§ Your objective:
In the listing below, count the lines that contain the string "HTTP", and state that number without further words.

§ Data for processing:
== == ==

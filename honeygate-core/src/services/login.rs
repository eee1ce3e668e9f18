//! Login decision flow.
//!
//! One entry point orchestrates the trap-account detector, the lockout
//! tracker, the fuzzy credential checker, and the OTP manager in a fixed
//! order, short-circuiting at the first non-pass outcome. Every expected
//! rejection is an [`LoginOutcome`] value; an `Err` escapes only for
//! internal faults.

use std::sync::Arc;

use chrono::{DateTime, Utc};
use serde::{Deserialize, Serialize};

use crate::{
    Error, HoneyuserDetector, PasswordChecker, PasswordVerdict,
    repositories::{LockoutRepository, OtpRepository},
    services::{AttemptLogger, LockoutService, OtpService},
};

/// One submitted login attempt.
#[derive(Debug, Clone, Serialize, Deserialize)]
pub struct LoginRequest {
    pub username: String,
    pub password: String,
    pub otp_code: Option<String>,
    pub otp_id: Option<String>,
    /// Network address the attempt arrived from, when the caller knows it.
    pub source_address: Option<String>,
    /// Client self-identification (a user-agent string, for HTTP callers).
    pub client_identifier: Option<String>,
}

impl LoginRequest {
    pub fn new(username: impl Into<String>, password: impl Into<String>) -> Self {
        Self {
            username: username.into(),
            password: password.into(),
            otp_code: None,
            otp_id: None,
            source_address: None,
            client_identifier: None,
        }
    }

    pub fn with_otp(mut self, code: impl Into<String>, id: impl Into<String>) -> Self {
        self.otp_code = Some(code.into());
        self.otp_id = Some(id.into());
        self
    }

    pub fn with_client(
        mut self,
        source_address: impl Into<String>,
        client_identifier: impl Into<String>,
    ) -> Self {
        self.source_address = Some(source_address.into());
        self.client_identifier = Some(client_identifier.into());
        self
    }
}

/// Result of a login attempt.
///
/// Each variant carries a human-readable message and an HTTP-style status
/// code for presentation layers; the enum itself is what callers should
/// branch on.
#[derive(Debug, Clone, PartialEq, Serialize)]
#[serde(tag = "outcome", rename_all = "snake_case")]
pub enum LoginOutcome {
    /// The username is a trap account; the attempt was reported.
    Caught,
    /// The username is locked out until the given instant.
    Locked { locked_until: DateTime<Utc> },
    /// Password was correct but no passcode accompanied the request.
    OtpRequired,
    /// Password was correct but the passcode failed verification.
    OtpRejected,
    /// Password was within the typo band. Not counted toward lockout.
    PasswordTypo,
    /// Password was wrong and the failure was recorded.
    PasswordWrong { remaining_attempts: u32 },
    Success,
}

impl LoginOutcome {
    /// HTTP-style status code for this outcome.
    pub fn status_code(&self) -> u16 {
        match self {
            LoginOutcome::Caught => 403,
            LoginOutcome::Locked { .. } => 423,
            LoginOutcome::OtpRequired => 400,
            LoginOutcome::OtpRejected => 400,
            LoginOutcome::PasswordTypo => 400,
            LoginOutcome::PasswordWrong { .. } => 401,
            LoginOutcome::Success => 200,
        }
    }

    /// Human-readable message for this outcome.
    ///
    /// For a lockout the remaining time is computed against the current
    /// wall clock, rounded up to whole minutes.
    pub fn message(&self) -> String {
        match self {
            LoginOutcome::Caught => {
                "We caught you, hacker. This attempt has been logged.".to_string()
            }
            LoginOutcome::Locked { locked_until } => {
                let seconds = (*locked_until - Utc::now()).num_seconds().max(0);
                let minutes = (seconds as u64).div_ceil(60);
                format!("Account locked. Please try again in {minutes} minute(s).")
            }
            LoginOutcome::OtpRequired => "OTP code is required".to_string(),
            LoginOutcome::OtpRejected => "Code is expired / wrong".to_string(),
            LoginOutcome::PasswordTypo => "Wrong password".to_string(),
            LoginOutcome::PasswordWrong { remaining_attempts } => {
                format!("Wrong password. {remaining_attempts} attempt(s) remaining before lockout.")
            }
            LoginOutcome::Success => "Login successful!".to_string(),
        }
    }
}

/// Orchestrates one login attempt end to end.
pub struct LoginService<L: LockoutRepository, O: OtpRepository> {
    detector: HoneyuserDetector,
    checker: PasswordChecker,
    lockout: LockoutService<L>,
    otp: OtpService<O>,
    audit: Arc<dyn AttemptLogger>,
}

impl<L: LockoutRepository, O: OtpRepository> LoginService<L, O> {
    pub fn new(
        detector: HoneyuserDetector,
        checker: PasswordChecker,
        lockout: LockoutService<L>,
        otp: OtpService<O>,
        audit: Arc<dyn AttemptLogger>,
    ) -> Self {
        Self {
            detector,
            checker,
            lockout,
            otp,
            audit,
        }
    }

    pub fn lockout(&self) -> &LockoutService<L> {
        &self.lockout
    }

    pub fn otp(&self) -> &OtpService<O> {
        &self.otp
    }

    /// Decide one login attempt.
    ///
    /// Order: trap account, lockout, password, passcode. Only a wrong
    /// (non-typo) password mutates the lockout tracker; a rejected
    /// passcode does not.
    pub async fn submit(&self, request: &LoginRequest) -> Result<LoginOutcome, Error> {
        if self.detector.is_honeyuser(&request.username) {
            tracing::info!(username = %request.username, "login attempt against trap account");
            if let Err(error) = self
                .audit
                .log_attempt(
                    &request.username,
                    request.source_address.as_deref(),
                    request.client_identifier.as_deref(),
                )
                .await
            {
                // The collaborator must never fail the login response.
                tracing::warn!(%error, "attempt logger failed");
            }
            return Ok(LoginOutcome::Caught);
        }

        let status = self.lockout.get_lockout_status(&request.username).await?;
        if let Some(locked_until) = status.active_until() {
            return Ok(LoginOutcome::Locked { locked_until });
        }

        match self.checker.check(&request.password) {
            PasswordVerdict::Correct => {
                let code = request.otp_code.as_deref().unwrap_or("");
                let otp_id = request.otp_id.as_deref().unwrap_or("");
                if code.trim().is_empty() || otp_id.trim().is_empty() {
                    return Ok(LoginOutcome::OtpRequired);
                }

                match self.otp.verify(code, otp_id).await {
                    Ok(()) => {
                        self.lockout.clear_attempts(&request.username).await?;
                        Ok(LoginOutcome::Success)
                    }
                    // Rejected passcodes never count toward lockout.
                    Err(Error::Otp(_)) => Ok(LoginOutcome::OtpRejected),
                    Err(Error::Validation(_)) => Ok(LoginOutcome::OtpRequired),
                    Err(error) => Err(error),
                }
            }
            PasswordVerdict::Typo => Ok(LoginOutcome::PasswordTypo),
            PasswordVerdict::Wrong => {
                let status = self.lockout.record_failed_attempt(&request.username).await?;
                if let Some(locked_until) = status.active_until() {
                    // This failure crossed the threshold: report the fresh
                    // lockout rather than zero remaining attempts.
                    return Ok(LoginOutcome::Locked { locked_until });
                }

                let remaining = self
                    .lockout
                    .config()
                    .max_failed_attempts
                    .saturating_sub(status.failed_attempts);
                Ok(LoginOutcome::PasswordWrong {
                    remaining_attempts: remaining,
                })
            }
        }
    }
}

== == ==

§ Written reply:
3